Mais son cerveau ne put donner l’ordre à son corps de procéder au sacrifice. La main tremblante, elle tenta une nouvelle fois d’accomplir ce qu’elle considérait comme un devoir pour sauver Simon. Mais la lame glissa entre ses doigts et rebondit par terre dans un tintement métallique.
Hotkins émit une protestation qui se termina dans un borborygme. Du sang coulait de sa bouche, mais ses yeux vitreux crachaient encore leur haine.
Sarah et Christopher contemplèrent son agonie, écœurés de guetter ainsi le dernier souffle d’un homme pour user de sa mort à leur profit.
Hotkins lutta encore quelques minutes qui furent un supplice d’impatience pour ses bourreaux silencieux. Et enfin, il rendit son dernier souffle dans un murmure à peine audible où l’on ne distingua que le mot « enfer ».
Sarah détourna le regard pour l’orienter vers l’aiguille mesurant les battements du cœur. Elle se rabattit vers la gauche du cadran et se rapprocha lentement de 0.

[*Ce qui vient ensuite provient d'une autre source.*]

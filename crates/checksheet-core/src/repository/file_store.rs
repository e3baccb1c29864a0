//! JSON file document store
//!
//! One `<key>.json` file per key inside a directory. Writes go to a
//! temporary sibling first and are renamed into place.

use std::fs;
use std::io::ErrorKind;
use std::path::PathBuf;
use super::error::StorageResult;
use super::traits::DocumentStore;

#[derive(Debug, Clone)]
pub struct JsonFileStore {
    dir: PathBuf,
}

impl JsonFileStore {
    pub fn new(dir: impl Into<PathBuf>) -> Self {
        Self { dir: dir.into() }
    }

    pub fn path_for(&self, key: &str) -> PathBuf {
        self.dir.join(format!("{}.json", key))
    }
}

impl DocumentStore for JsonFileStore {
    fn read(&self, key: &str) -> StorageResult<Option<String>> {
        match fs::read_to_string(self.path_for(key)) {
            Ok(document) => Ok(Some(document)),
            Err(e) if e.kind() == ErrorKind::NotFound => Ok(None),
            Err(e) => Err(e.into()),
        }
    }

    fn write(&self, key: &str, document: &str) -> StorageResult<()> {
        fs::create_dir_all(&self.dir)?;
        let path = self.path_for(key);
        let tmp = path.with_extension("json.tmp");
        fs::write(&tmp, document)?;
        fs::rename(&tmp, &path)?;
        Ok(())
    }
}
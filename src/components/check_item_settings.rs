//! Check Item Settings Page
//!
//! Master editor for the check sheet: pattern tabs, the active pattern's
//! items, and the explicit save button.

use leptos::prelude::*;
use checksheet_core::ItemId;

use crate::components::{CheckItemEditor, PatternTabBar};
use crate::context::use_app_context;
use crate::navigation::AppView;
use crate::store::{store_add_item, store_save, use_app_store, AppStateStoreFields};

#[component]
pub fn CheckItemSettingsPage() -> impl IntoView {
    let store = use_app_store();
    let ctx = use_app_context();

    let item_ids = move |pattern_index: usize| {
        store.book()
            .read()
            .pattern(pattern_index)
            .map(|p| p.items.iter().map(|item| item.id.clone()).collect::<Vec<ItemId>>())
            .unwrap_or_default()
    };

    view! {
        <section class="mb-6">
            <h1 class="text-3xl tracking-tight">"熱中症チェックシート マスター作成"</h1>
            <p class="mt-2 text-sm leading-6 text-muted-foreground">
                "ここで設定した項目は、ユーザーがQRコードを読み込んでチェックを実施する際に表示される内容になります。"
            </p>
        </section>

        <section class="app-panel p-5">
            <PatternTabBar />

            <div class="mt-4 space-y-3">
                // Rebuilt per tab so editors are bound to the shown pattern
                {move || {
                    let pattern_index = store.active_pattern().get();
                    view! {
                        <For
                            each=move || item_ids(pattern_index)
                            key=|id| id.clone()
                            children=move |id| view! {
                                <CheckItemEditor pattern_index=pattern_index item_id=id />
                            }
                        />
                    }
                }}

                <button
                    type="button"
                    class="app-btn-outline w-full border-dashed"
                    on:click=move |_| store_add_item(&store)
                >
                    "＋ 項目を追加"
                </button>
            </div>
        </section>

        <div class="mt-8 flex items-center justify-between">
            <button type="button" class="app-link" on:click=move |_| ctx.navigate(AppView::HeatstrokeHome)>
                "熱中症チェックシステムトップへ戻る"
            </button>

            <button type="button" class="app-btn-primary min-w-32" on:click=move |_| store_save(&store)>
                "保存"
            </button>
        </div>
    }
}
//! Heatstroke Check Prototype App
//!
//! Root component: provides the store and navigation context, then renders
//! the page for the current view.

use leptos::prelude::*;
use reactive_stores::Store;
use checksheet_core::EditorConfig;

use crate::commands;
use crate::components::{
    CheckItemSettingsPage, CheckRecordsPage, HeatstrokeHomePage, NoticeToast, PrototypeIndexPage,
};
use crate::context::AppContext;
use crate::navigation::AppView;
use crate::store::AppState;

#[component]
pub fn App() -> impl IntoView {
    let book = commands::load_patterns(EditorConfig::default());
    provide_context(Store::new(AppState::new(book)));

    let ctx = AppContext::new(signal(AppView::from_location()));
    provide_context(ctx);

    // Browser back/forward
    let _ = window_event_listener(leptos::ev::popstate, move |_| ctx.sync_with_location());

    let page = move || match ctx.current_view.get() {
        AppView::PrototypeIndex => view! { <PrototypeIndexPage /> }.into_any(),
        AppView::HeatstrokeHome => view! { <HeatstrokeHomePage /> }.into_any(),
        AppView::CheckItemSettings => view! { <CheckItemSettingsPage /> }.into_any(),
        AppView::CheckRecords => view! { <CheckRecordsPage /> }.into_any(),
    };

    view! {
        <div class="app-layout">
            <NoticeToast />
            <main class="main-content mx-auto w-full max-w-3xl px-4 py-10">
                {page}
            </main>
        </div>
    }
}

— C’est fini… Il est mort.
Hotkins avait le visage blanc et sa tête était retombée sur le côté, un filet de salive mêlée de sang coulant au coin de sa bouche. Sarah était de plus en plus dubitative quant à l’issue de leur macabre expérience. Mais, après une trentaine de secondes, on entendit un bip régulier se déclencher. Il émanait du graphortex, comme s’il était en attente d’un signal.
Christopher continuait à filmer, passant du graphortex au visage du cadavre, guettant la moindre manifestation du capteur d’ondes cérébrales qui égrainait son signal comme un radar ne captant qu’un infini silence.

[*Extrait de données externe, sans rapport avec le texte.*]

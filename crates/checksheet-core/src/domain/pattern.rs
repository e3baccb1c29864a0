//! Pattern Entity
//!
//! A named, ordered group of check items (one checklist variant).

use serde::{Deserialize, Serialize};
use super::check_item::CheckItem;
use super::entity::{find_by_id, find_by_id_mut, position_by_id, remove_by_id, Entity};
use super::ids::{ItemId, PatternId};

#[derive(Debug, Clone, PartialEq, Eq, Serialize, Deserialize)]
pub struct Pattern {
    pub id: PatternId,
    pub name: String,
    #[serde(default)]
    pub items: Vec<CheckItem>,
}

impl Pattern {
    /// New pattern at 0-based `position`, named `パターン{position + 1}`
    pub fn with_blank_items(position: usize, item_count: usize) -> Self {
        Self {
            id: PatternId::generate(),
            name: Self::default_name(position),
            items: (0..item_count).map(|_| CheckItem::blank()).collect(),
        }
    }

    pub fn default_name(position: usize) -> String {
        format!("パターン{}", position + 1)
    }

    pub fn item(&self, id: &ItemId) -> Option<&CheckItem> {
        find_by_id(&self.items, id)
    }

    pub fn item_mut(&mut self, id: &ItemId) -> Option<&mut CheckItem> {
        find_by_id_mut(&mut self.items, id)
    }

    pub fn position_of(&self, id: &ItemId) -> Option<usize> {
        position_by_id(&self.items, id)
    }

    /// Remove the item with `id`; returns whether it was present
    pub fn remove_item(&mut self, id: &ItemId) -> bool {
        remove_by_id(&mut self.items, id)
    }
}

impl Entity for Pattern {
    type Id = PatternId;

    fn id(&self) -> &Self::Id {
        &self.id
    }
}

#[cfg(test)]
mod tests {
    use super::*;
    use crate::domain::ResponseType;

    #[test]
    fn test_pattern_creation() {
        let pattern = Pattern::with_blank_items(2, 10);
        assert_eq!(pattern.name, "パターン3");
        assert_eq!(pattern.items.len(), 10);
        assert!(pattern.items.iter().all(|item| item.response_type == ResponseType::FreeText));
    }

    #[test]
    fn test_item_lookup() {
        let pattern = Pattern::with_blank_items(0, 3);
        let second = pattern.items[1].id.clone();
        assert_eq!(pattern.position_of(&second), Some(1));
        assert!(pattern.item(&second).is_some());
        assert!(pattern.item(&ItemId::from("missing")).is_none());
    }

    #[test]
    fn test_remove_item() {
        let mut pattern = Pattern::with_blank_items(0, 3);
        let first = pattern.items[0].id.clone();
        let last = pattern.items[2].id.clone();
        assert!(pattern.remove_item(&first));
        assert!(!pattern.remove_item(&first));
        assert_eq!(pattern.position_of(&last), Some(1));
    }
}
//! Heatstroke Check Home Page
//!
//! Hub linking the settings editor and the records table.

use leptos::prelude::*;

use crate::components::LinkCard;
use crate::context::use_app_context;
use crate::models::HEATSTROKE_PAGES;
use crate::navigation::AppView;

#[component]
pub fn HeatstrokeHomePage() -> impl IntoView {
    let ctx = use_app_context();

    view! {
        <section class="app-panel p-7">
            <h1 class="text-3xl tracking-tight">"熱中症チェックシステム"</h1>
            <p class="mt-2 text-sm leading-6 text-muted-foreground">
                "目的に応じてページを選択してください（プロトタイプ用の画面遷移）。"
            </p>

            <div class="mt-7 grid gap-3">
                {HEATSTROKE_PAGES.iter().map(|page| view! {
                    <LinkCard link=page action_label="開く" />
                }).collect_view()}
            </div>

            <button
                type="button"
                class="app-link mt-7 inline-block"
                on:click=move |_| ctx.navigate(AppView::PrototypeIndex)
            >
                "プロトタイプ一覧へ戻る"
            </button>
        </section>
    }
}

Et puis soudain, l’imprimante se positionna en mode attente, comme si elle venait de recevoir une information qu’elle s’apprêtait à traiter.
Christopher pointa son téléphone vers l’imprimante.
Sarah ne bougeait plus.
L’aiguille du cadran du graphortex marquée de la lette T s’affola et se mit à taper contre la limite – X.